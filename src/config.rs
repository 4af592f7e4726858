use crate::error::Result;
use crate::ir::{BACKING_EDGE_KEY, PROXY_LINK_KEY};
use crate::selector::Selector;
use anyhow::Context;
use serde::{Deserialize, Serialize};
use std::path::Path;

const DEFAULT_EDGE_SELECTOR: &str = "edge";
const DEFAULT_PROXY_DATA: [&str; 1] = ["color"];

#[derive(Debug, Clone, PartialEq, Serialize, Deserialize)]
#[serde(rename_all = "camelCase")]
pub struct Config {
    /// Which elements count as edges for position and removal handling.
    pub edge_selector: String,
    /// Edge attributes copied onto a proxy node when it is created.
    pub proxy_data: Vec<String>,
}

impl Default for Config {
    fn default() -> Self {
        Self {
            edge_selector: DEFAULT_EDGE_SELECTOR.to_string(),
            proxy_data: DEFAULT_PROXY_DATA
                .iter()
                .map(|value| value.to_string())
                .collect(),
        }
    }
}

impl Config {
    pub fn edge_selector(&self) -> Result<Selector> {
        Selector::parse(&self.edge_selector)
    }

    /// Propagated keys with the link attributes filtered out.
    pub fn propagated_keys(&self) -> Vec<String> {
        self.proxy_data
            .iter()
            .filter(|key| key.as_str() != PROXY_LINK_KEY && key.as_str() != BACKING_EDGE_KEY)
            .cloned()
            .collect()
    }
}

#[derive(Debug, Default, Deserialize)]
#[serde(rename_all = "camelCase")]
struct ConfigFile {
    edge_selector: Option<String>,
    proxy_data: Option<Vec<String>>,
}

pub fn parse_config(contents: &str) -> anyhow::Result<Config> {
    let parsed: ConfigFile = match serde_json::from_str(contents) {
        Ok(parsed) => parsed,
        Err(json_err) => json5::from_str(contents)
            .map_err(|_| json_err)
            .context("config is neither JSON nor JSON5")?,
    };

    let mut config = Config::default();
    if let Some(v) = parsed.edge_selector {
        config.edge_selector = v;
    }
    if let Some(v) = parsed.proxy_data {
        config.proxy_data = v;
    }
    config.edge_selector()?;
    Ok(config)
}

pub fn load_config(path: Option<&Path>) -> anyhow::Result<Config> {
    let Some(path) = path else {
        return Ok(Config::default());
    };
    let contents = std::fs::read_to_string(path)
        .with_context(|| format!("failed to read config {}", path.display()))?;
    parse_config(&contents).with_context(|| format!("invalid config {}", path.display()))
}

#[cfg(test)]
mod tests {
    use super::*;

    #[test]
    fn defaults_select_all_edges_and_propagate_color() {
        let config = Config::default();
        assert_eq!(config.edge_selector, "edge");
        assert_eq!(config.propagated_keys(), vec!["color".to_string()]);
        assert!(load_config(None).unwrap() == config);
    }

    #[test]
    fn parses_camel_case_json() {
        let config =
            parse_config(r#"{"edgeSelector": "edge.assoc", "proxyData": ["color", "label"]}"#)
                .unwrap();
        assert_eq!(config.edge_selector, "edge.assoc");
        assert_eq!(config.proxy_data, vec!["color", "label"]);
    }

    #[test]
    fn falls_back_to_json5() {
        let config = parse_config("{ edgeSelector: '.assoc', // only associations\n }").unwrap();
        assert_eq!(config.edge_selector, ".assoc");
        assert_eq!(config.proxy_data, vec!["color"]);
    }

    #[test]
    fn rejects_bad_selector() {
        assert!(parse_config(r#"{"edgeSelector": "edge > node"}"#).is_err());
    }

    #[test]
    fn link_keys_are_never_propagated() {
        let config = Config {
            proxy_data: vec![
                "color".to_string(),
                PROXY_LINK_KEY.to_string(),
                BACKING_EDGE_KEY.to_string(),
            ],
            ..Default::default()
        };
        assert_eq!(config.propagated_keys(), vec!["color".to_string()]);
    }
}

= = = = = = =

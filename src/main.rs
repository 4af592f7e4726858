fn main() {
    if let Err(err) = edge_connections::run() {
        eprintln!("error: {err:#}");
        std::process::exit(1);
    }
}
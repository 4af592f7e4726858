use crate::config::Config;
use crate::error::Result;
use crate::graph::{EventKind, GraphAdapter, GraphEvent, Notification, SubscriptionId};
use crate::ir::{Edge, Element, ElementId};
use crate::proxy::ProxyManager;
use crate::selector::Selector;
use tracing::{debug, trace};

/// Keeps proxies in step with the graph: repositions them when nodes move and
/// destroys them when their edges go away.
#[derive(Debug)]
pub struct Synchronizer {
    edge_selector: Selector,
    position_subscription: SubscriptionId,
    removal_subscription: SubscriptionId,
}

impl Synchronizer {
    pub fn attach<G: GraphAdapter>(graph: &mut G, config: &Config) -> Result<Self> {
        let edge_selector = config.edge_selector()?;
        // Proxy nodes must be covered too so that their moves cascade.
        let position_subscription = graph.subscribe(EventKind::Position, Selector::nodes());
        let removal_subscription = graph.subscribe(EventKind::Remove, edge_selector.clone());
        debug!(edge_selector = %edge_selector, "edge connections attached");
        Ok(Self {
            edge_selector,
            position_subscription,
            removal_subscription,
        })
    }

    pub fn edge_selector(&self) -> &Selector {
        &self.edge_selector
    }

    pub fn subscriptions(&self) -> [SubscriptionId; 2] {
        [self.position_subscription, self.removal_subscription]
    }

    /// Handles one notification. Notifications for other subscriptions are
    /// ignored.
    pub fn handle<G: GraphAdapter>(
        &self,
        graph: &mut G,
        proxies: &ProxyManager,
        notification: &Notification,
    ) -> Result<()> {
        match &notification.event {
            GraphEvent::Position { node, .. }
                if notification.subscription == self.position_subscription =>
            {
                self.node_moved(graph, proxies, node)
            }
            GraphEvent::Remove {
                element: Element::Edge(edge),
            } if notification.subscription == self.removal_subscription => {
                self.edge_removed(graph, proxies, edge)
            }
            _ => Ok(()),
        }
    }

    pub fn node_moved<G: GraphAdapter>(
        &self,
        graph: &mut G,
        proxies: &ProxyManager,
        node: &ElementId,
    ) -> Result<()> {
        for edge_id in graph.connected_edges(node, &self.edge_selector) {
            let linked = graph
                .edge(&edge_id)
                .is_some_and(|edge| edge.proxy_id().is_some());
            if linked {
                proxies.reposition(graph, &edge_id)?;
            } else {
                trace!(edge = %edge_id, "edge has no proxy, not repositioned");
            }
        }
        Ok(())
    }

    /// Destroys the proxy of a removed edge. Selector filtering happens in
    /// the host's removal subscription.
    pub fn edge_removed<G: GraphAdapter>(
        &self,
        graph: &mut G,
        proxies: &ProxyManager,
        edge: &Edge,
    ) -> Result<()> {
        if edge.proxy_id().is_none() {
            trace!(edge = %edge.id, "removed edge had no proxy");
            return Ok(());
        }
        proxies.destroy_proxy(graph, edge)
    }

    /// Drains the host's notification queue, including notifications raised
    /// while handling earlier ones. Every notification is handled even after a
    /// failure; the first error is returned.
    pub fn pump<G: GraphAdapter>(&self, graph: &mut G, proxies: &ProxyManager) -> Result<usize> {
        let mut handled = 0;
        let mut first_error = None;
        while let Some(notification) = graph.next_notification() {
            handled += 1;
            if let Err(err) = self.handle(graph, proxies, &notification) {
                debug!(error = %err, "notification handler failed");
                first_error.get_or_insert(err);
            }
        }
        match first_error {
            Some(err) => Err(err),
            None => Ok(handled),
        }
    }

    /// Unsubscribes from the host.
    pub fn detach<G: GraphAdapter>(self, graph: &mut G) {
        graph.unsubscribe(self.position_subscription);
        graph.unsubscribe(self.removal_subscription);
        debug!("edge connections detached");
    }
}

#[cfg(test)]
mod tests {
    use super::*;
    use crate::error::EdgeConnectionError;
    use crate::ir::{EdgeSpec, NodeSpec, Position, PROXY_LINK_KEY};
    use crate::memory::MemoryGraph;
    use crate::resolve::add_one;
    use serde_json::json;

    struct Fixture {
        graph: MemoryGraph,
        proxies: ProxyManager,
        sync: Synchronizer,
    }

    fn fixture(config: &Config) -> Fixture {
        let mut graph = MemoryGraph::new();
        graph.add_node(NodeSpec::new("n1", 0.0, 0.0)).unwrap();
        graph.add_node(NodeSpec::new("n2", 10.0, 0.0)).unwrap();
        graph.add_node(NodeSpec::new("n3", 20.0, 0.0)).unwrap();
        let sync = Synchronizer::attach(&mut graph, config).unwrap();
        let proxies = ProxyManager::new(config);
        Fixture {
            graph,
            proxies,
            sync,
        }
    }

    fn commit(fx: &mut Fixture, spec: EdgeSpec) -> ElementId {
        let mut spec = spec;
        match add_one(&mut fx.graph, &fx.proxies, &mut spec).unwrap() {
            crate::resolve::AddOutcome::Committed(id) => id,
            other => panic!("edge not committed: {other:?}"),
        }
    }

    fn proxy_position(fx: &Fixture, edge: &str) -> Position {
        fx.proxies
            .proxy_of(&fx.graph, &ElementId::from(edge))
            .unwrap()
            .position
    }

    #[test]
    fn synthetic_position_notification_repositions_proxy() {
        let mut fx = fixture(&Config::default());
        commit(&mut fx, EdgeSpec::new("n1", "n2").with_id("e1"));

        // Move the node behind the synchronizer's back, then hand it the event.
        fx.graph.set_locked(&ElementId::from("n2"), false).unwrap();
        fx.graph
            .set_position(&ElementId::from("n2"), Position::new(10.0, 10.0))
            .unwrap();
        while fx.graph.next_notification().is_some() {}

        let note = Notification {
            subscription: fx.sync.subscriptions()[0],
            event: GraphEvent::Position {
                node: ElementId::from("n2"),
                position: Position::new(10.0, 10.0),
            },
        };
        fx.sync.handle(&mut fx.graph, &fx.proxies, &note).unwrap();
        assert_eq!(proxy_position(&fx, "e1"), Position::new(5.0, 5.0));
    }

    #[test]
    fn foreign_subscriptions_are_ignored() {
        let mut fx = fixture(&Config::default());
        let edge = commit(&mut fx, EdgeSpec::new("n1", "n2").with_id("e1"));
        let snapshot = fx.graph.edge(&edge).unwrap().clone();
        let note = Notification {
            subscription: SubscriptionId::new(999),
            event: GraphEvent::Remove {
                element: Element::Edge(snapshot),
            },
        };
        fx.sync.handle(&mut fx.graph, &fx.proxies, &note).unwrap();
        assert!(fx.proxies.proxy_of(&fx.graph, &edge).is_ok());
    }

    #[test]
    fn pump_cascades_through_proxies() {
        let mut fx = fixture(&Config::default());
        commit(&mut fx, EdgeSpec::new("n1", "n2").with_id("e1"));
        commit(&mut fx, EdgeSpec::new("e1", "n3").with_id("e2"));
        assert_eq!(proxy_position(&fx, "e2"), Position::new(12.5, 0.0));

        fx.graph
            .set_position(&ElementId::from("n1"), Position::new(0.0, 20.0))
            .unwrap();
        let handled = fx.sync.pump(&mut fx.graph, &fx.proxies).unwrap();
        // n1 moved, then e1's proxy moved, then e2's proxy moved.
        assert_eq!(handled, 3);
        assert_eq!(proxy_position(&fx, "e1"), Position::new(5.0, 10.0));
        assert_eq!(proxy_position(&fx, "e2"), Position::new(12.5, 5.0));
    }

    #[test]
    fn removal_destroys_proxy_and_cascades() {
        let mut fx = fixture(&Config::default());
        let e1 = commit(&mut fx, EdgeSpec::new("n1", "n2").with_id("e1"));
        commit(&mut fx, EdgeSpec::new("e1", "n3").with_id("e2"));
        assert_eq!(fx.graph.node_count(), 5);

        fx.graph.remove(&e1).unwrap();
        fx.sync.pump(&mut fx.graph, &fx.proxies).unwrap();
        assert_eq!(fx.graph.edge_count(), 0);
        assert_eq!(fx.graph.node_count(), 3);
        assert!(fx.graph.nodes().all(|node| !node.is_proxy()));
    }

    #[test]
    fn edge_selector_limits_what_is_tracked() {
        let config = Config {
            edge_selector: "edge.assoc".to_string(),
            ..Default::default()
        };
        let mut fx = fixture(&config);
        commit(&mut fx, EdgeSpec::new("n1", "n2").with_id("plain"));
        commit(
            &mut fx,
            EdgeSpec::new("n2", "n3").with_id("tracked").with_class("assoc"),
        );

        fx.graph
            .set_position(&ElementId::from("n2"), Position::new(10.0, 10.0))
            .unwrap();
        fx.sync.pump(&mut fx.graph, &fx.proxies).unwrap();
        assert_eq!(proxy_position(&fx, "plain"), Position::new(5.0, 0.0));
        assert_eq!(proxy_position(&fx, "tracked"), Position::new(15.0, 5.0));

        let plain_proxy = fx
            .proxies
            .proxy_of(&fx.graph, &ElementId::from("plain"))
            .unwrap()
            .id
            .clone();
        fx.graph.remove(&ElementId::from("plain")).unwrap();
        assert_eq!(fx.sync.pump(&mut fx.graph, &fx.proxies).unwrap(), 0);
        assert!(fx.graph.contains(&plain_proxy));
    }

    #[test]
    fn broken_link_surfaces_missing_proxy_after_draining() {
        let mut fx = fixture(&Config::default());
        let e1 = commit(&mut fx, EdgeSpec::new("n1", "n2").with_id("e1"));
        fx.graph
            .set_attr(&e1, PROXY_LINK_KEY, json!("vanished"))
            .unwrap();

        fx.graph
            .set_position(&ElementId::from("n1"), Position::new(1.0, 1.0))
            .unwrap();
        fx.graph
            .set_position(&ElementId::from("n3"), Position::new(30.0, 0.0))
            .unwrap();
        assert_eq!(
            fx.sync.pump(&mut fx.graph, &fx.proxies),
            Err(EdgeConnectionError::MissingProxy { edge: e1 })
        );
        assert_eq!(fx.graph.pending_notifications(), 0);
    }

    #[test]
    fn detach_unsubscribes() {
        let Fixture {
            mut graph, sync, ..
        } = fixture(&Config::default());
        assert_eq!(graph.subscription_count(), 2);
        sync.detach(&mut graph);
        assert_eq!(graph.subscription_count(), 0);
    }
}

= = = = = = =

> What is being asked
The word to look for is "their"; copy out every line of the entries that holds it.

> Output for this exercise
/// destroys them when their edges go away.
        // Proxy nodes must be covered too so that their moves cascade.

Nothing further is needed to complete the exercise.